_EXERCISE OBJECTIVE:_ If a line in the data below holds the word "AgentLoop", copy it.

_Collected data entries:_
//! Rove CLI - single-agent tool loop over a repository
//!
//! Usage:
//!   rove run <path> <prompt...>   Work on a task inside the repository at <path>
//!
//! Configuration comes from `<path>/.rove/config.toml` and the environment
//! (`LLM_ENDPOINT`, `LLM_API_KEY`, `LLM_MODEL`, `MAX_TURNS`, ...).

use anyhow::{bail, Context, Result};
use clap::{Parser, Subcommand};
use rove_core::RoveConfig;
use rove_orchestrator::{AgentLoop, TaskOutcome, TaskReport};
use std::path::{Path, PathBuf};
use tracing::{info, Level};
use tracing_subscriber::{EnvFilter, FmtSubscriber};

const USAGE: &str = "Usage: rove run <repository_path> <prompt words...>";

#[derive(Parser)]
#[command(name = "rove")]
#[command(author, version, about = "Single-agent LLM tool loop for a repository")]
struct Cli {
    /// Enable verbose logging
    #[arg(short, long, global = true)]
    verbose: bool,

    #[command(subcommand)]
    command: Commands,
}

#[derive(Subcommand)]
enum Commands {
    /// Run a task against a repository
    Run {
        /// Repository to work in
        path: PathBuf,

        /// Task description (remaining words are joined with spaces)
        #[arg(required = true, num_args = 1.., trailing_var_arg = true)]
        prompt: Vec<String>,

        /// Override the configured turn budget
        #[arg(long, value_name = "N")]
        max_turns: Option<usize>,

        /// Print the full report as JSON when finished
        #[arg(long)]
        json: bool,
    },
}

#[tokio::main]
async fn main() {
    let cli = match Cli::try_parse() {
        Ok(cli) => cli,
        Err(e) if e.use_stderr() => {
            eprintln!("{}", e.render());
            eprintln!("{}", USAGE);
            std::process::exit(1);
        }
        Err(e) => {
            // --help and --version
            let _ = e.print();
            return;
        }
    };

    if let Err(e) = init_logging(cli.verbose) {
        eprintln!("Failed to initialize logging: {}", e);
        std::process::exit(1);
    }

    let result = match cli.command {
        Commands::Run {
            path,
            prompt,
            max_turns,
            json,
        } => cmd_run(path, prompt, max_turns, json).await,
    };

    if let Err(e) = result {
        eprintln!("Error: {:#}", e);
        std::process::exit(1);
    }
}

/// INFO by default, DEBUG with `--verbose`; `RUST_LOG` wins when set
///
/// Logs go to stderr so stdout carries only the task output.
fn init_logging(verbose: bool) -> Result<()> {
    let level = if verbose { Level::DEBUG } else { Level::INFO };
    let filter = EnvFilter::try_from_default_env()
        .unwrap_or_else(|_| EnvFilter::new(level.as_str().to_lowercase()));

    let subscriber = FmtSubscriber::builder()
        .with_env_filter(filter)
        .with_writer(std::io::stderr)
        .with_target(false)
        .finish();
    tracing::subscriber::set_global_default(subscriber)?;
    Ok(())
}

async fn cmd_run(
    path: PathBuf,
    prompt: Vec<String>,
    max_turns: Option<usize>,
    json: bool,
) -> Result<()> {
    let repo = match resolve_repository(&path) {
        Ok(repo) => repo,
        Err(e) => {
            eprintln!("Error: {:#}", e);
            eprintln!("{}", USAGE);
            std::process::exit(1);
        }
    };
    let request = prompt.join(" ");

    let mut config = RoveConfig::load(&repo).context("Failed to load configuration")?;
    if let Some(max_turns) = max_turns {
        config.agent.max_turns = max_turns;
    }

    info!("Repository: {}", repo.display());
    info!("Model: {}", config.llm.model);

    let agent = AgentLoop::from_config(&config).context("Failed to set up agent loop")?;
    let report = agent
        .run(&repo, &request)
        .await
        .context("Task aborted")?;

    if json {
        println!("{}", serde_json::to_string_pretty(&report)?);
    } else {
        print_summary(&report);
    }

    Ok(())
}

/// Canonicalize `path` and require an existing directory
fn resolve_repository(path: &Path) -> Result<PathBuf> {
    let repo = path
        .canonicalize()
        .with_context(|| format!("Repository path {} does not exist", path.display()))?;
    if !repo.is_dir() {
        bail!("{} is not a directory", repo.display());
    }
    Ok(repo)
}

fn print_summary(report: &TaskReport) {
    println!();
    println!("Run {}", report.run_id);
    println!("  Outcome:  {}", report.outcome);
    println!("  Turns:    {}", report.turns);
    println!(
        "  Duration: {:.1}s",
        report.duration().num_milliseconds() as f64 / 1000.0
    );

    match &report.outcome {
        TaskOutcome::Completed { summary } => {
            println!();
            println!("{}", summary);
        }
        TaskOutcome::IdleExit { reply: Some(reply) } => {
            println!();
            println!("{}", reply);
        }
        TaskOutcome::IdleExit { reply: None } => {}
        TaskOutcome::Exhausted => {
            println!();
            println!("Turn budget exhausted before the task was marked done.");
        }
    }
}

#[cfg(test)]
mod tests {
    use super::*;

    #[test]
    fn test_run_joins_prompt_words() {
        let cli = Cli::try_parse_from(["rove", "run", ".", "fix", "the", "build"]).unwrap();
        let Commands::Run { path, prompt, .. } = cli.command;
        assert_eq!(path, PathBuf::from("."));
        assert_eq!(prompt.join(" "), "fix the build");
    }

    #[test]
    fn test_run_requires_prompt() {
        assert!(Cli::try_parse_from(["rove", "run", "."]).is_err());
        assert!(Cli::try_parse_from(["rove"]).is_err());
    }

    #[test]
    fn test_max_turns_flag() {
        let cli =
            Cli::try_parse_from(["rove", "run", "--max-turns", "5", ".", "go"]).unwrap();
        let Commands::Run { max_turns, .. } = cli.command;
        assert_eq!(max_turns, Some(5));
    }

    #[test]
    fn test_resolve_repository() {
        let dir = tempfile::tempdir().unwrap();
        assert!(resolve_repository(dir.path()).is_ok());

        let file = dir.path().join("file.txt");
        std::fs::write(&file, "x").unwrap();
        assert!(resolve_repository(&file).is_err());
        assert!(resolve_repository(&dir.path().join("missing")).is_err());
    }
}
...
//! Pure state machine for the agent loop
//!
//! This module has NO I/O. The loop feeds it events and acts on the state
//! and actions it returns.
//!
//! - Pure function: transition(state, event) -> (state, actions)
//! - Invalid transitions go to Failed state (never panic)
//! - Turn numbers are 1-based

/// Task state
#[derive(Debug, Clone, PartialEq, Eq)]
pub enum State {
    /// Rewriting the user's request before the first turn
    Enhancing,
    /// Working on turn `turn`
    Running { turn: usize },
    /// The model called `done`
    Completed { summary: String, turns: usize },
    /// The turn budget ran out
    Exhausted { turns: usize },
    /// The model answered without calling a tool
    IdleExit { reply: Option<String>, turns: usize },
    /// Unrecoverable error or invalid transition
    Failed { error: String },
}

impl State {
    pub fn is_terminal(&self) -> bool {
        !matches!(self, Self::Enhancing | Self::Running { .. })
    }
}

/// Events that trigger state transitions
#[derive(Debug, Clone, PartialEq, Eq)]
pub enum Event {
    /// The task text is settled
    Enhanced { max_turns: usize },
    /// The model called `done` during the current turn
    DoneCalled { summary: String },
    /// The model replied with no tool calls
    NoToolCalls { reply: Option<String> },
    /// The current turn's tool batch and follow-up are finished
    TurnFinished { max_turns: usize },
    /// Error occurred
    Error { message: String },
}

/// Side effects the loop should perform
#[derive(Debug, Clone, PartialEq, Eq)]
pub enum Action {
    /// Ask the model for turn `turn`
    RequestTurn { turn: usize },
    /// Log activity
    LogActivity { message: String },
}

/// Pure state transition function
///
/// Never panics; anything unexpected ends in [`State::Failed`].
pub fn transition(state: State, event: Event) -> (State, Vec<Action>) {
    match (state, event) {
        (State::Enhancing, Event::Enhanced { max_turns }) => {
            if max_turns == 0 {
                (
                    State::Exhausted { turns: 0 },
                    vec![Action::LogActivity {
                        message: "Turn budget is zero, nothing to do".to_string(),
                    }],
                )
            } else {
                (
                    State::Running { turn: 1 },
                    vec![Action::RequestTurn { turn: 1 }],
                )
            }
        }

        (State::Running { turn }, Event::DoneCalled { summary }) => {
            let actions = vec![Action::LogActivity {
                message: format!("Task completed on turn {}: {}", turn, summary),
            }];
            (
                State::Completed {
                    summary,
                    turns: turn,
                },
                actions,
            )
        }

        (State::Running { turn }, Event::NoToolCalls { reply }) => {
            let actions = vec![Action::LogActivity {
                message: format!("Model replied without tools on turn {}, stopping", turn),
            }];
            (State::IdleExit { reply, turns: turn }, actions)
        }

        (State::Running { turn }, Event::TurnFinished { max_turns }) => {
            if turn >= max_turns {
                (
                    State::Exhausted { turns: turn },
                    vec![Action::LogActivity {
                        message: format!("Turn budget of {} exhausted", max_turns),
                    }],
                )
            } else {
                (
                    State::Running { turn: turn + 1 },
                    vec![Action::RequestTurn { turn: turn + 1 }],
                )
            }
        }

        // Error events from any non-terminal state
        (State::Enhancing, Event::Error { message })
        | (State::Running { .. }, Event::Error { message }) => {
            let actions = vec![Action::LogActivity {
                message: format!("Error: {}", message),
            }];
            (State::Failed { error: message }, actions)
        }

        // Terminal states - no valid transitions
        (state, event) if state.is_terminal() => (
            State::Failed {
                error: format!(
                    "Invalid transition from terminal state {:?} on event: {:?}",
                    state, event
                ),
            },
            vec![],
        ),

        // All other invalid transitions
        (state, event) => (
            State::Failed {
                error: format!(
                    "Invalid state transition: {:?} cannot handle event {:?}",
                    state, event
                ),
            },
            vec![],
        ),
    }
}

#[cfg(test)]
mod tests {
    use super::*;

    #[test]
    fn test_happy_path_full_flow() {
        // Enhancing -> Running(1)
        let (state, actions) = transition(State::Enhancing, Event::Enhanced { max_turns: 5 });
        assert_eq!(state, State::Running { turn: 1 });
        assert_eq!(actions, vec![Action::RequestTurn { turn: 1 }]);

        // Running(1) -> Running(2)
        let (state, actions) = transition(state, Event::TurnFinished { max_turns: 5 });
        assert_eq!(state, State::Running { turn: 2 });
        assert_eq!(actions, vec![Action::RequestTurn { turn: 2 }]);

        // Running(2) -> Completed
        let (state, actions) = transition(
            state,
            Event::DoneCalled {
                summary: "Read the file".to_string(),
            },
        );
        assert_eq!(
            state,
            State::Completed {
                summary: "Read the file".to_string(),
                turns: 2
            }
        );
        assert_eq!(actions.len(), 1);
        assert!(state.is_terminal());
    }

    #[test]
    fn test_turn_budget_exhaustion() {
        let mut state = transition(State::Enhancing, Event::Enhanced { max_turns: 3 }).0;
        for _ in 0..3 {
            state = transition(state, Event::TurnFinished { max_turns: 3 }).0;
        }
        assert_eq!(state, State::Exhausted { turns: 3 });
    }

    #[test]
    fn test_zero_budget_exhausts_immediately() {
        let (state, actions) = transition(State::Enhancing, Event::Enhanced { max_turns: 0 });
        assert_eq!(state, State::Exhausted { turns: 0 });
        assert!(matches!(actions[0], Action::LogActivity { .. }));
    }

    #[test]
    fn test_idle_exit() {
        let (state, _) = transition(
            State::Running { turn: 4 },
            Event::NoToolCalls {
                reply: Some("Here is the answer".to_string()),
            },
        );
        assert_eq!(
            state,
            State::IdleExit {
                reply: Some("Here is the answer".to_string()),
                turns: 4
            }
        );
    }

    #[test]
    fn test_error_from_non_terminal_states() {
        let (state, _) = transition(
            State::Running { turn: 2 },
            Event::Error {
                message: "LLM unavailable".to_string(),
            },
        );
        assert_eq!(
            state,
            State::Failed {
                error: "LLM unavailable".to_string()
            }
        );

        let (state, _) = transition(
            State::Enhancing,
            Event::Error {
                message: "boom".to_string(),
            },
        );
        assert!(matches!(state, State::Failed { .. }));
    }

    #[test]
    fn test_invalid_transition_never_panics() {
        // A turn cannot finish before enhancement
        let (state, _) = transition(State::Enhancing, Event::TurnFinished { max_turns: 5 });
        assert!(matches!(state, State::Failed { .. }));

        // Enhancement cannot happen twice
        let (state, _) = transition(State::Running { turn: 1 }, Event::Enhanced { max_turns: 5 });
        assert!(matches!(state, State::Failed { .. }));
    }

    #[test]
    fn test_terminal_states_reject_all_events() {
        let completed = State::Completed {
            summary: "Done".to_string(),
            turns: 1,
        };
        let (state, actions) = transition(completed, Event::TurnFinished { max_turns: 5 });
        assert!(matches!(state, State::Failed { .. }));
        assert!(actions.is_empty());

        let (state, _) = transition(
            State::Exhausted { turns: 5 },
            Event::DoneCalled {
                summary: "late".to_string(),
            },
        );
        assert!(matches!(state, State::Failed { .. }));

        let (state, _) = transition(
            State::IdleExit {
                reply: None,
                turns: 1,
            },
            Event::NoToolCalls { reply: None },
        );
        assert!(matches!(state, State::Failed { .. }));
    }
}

_EXPECTED ANSWER:_
use rove_orchestrator::{AgentLoop, TaskOutcome, TaskReport};
    let agent = AgentLoop::from_config(&config).context("Failed to set up agent loop")?;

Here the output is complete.